Domestic violence charges are severe enough to result in prison or jail time, fines, probation, community service and counselling and it is therefore important to seek legal counsel from an experienced criminal defense lawyer as soon as possible.
Domestic Violence Charges in California
In California, the victim does not have to report an incident for domestic violence charges to be brought against an alleged perpetrator. These charges typically stick, even if the alleged victim requests for it to be dropped. However, a defense attorney can help negotiate for the felony charge to be reduced to a misdemeanor charge.
Domestic violence charges are typically initiated when an alleged victim calls 911 claiming that a family member or domestic partner has physically assaulted him or her. Most often, police officers will take photographs of injured parts of the victim's body as evidence of abuse. The victim will have to provide statements, as will witnesses and the alleged perpetrator.

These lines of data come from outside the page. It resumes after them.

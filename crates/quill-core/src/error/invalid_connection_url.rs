use super::Error;

/// Error when a connection URL is malformed or names an unknown scheme.
#[derive(Debug)]
pub(super) struct InvalidConnectionUrl {
    message: Box<str>,
}

impl std::error::Error for InvalidConnectionUrl {}

impl core::fmt::Display for InvalidConnectionUrl {
    fn fmt(&self, f: &mut core::fmt::Formatter) -> core::fmt::Result {
        write!(f, "invalid connection URL: {}", self.message)
    }
}

impl Error {
    /// Creates an invalid connection URL error.
    pub fn invalid_connection_url(message: impl Into<String>) -> Error {
        Error::from(super::ErrorKind::InvalidConnectionUrl(InvalidConnectionUrl {
            message: message.into().into(),
        }))
    }

    /// Returns `true` if this error is an invalid connection URL error.
    pub fn is_invalid_connection_url(&self) -> bool {
        self.any_kind(|kind| matches!(kind, super::ErrorKind::InvalidConnectionUrl(_)))
    }
}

The following evidence will be sent to the unit of the prosecutor's office that handles these types of cases:
- A recording of the 911 call.
- Photos of the injuries.
- Statements from the victim, perpetrator, and witnesses.
- Incident report prepared by the arresting officer.
Penalties for Domestic Violence
If you have been investigated for or charged with domestic violence, you may be wondering what the penalties might be should you be convicted.
In recent years, California has instituted tough penalties on individuals who have been convicted of sex crimes and domestic abuse. Typically, the courts and prosecutors will consider the severity of the injuries when deciding on the punishment for the crime.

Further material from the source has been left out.